Fat, carbohydrates, and protein are the three major macronutrients that we get from our food. Among them, protein is the most celebrated one as it plays a key role in various biological processes. It is required for building muscles and tissues, bolstering the immune system, producing hormones, neurotransmitters, and enzymes, and so on. Remember that it is the basic building block of various biological structures. Traditionally, people have been getting this macronutrient from animal-based food sources. But, nowadays, more people are favoring plant-based food protein sources. In this article, we will look at making and eating plant-based protein sources.
The Benefits Of Plant-Based Protein Sources
The main advantage of plant-based protein sources is that they are healthier. Apart from this, eating more plant-based food can help with weight loss, promote gut health, reduce the risk of developing type-2 diabetes, and cancer prevention. Also, a 2019 study found that a plant-forward diet was linked to a lower risk of cardiovascular disease.
The Drawbacks Of Plant-Based Protein Sources
The main drawback of plant-based protein is that they are not a complete protein, i.e. it does not have some of the essential amino acids. Also, plant-based food is low in nutrients like B12 vitamins, vitamin D3, and iron. So, following a plant-forward diet, especially a vegan diet increases the risk of developing certain deficiency diseases.
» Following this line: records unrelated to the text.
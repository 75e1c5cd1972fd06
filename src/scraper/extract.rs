//! Version extraction from a fetched document

use regex::Regex;
use thiserror::Error;

use crate::error::{ScrapingFailureKind, VersionError};
use crate::scraper::config::{Locator, SourceConfig};
use crate::version::semver::SemanticVersion;

#[derive(Debug, Clone, PartialEq, Eq, Error)]
pub enum ExtractError {
    #[error("locator found nothing: {0}")]
    NotLocated(String),

    #[error("no version-shaped text in '{0}'")]
    NoVersion(String),

    #[error(transparent)]
    Invalid(#[from] VersionError),
}

impl ExtractError {
    pub fn kind(&self) -> ScrapingFailureKind {
        match self {
            ExtractError::NotLocated(_) | ExtractError::NoVersion(_) => {
                ScrapingFailureKind::NoMatch
            }
            ExtractError::Invalid(_) => ScrapingFailureKind::InvalidVersion,
        }
    }
}

#[derive(Debug)]
enum CompiledLocator {
    Document,
    Regex(Regex),
    JsonPointer(String),
}

/// Locator and version pattern compiled once per source
#[derive(Debug)]
pub struct Extractor {
    locator: CompiledLocator,
    pattern: Regex,
}

/// Version found in a document together with the text it came from
#[derive(Debug, Clone, PartialEq)]
pub struct Extracted {
    pub version: SemanticVersion,
    pub raw: String,
}

impl Extractor {
    pub fn compile(source: &SourceConfig) -> Result<Self, regex::Error> {
        let locator = match &source.locator {
            Locator::Document => CompiledLocator::Document,
            Locator::Regex { expr } => CompiledLocator::Regex(Regex::new(expr)?),
            Locator::JsonPointer { pointer } => CompiledLocator::JsonPointer(pointer.clone()),
        };

        Ok(Self {
            locator,
            pattern: Regex::new(source.pattern())?,
        })
    }

    /// Locate the version text in `body`, then pull the first pattern match
    /// out of it and parse it.
    pub fn extract(&self, body: &str) -> Result<Extracted, ExtractError> {
        let located = self.locate(body)?;

        let raw = self
            .pattern
            .find(&located)
            .map(|m| m.as_str().to_string())
            .ok_or_else(|| ExtractError::NoVersion(truncate(&located)))?;

        let version = SemanticVersion::parse(&raw)?;
        Ok(Extracted { version, raw })
    }

    fn locate(&self, body: &str) -> Result<String, ExtractError> {
        match &self.locator {
            CompiledLocator::Document => Ok(body.to_string()),
            CompiledLocator::Regex(re) => {
                let captures = re
                    .captures(body)
                    .ok_or_else(|| ExtractError::NotLocated(format!("/{}/", re.as_str())))?;
                let matched = captures.get(1).or_else(|| captures.get(0));
                Ok(matched.map(|m| m.as_str().to_string()).unwrap_or_default())
            }
            CompiledLocator::JsonPointer(pointer) => {
                let value: serde_json::Value = serde_json::from_str(body).map_err(|e| {
                    ExtractError::NotLocated(format!("body is not JSON ({})", e))
                })?;
                match value.pointer(pointer) {
                    Some(serde_json::Value::String(s)) => Ok(s.clone()),
                    Some(serde_json::Value::Number(n)) => Ok(n.to_string()),
                    Some(_) => Err(ExtractError::NotLocated(format!(
                        "{} is not a string",
                        pointer
                    ))),
                    None => Err(ExtractError::NotLocated(pointer.clone())),
                }
            }
        }
    }
}

fn truncate(text: &str) -> String {
    const MAX: usize = 80;
    match text.char_indices().nth(MAX) {
        Some((idx, _)) => format!("{}...", &text[..idx]),
        None => text.to_string(),
    }
}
The Different Plant-Based Protein Types
Soy-Based: Tofu, tempeh, soy milk, soy crumbles, and edamame
Legume- Or Bean-Based: Chickpeas, beans, lentils, black beans, eggless eggs, and bean burgers
Pea Protein-Based: Pea milk and pea protein
Nut- And Seed-Based: Almonds, brazil nuts, quinoa, cashews, pistachios, chia seeds, and flax seeds
Vegetable-Based: Potatoes, sweet potatoes, asparagus, spinach, and broccoli
Other: Spirulina and mycoprotein
Proteins Sources To Try In Plant-Based Recipes
Seitan: This wheat-based protein or gluten is an excellent meat replacement in vegan and vegetarian recipes. Apart from this, it is low on calories and has sizable amounts of selenium, which is an antioxidant that helps to combat cellular damage. Above all, it has a meaty texture and depending on the cooking methods used, it can resemble chicken, pork, and beef.
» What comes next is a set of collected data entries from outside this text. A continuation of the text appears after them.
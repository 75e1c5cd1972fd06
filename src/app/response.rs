//! Uniform response envelope for consumer-facing operations

use chrono::{DateTime, Utc};
use serde::Serialize;

use crate::error::{AppError, ErrorCode};

#[derive(Debug, Clone, PartialEq, Serialize)]
#[serde(rename_all = "camelCase")]
pub struct ApiResponse<T> {
    pub success: bool,
    #[serde(skip_serializing_if = "Option::is_none")]
    pub data: Option<T>,
    #[serde(skip_serializing_if = "Option::is_none")]
    pub error: Option<ApiError>,
    pub meta: ResponseMeta,
}

#[derive(Debug, Clone, PartialEq, Serialize)]
#[serde(rename_all = "camelCase")]
pub struct ApiError {
    pub code: ErrorCode,
    pub message: String,
    #[serde(skip_serializing_if = "Option::is_none")]
    pub details: Option<serde_json::Value>,
}

#[derive(Debug, Clone, PartialEq, Eq, Serialize)]
#[serde(rename_all = "camelCase")]
pub struct ResponseMeta {
    pub timestamp: DateTime<Utc>,
}

impl ResponseMeta {
    fn now() -> Self {
        Self {
            timestamp: Utc::now(),
        }
    }
}

impl From<&AppError> for ApiError {
    fn from(error: &AppError) -> Self {
        Self {
            code: error.code(),
            message: error.to_string(),
            details: error.details(),
        }
    }
}

impl<T> ApiResponse<T> {
    pub fn ok(data: T) -> Self {
        Self {
            success: true,
            data: Some(data),
            error: None,
            meta: ResponseMeta::now(),
        }
    }

    pub fn err(error: &AppError) -> Self {
        Self {
            success: false,
            data: None,
            error: Some(ApiError::from(error)),
            meta: ResponseMeta::now(),
        }
    }

    pub fn from_result(result: Result<T, AppError>) -> Self {
        match result {
            Ok(data) => Self::ok(data),
            Err(error) => Self::err(&error),
        }
    }

    /// Error code of a failed response
    pub fn error_code(&self) -> Option<ErrorCode> {
        self.error.as_ref().map(|error| error.code)
    }
}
Tempeh: Tempeh has a firm texture, and because of this, it is a good meat replacement in plant-based recipes. It is rich in protein, iron, fiber, and potassium. However, it has a strong nutty taste that may not be liked by all.
Tofu, Soy Crumbles, And Edamame: These soy-based foods are popular choices in plant-based recipes. Tofu is popular because it has a bland taste, and it easily absorbs flavors from the ingredients used in a recipe.
Remember that, there are limitless options when you switch to plant-based protein sources and they are healthier.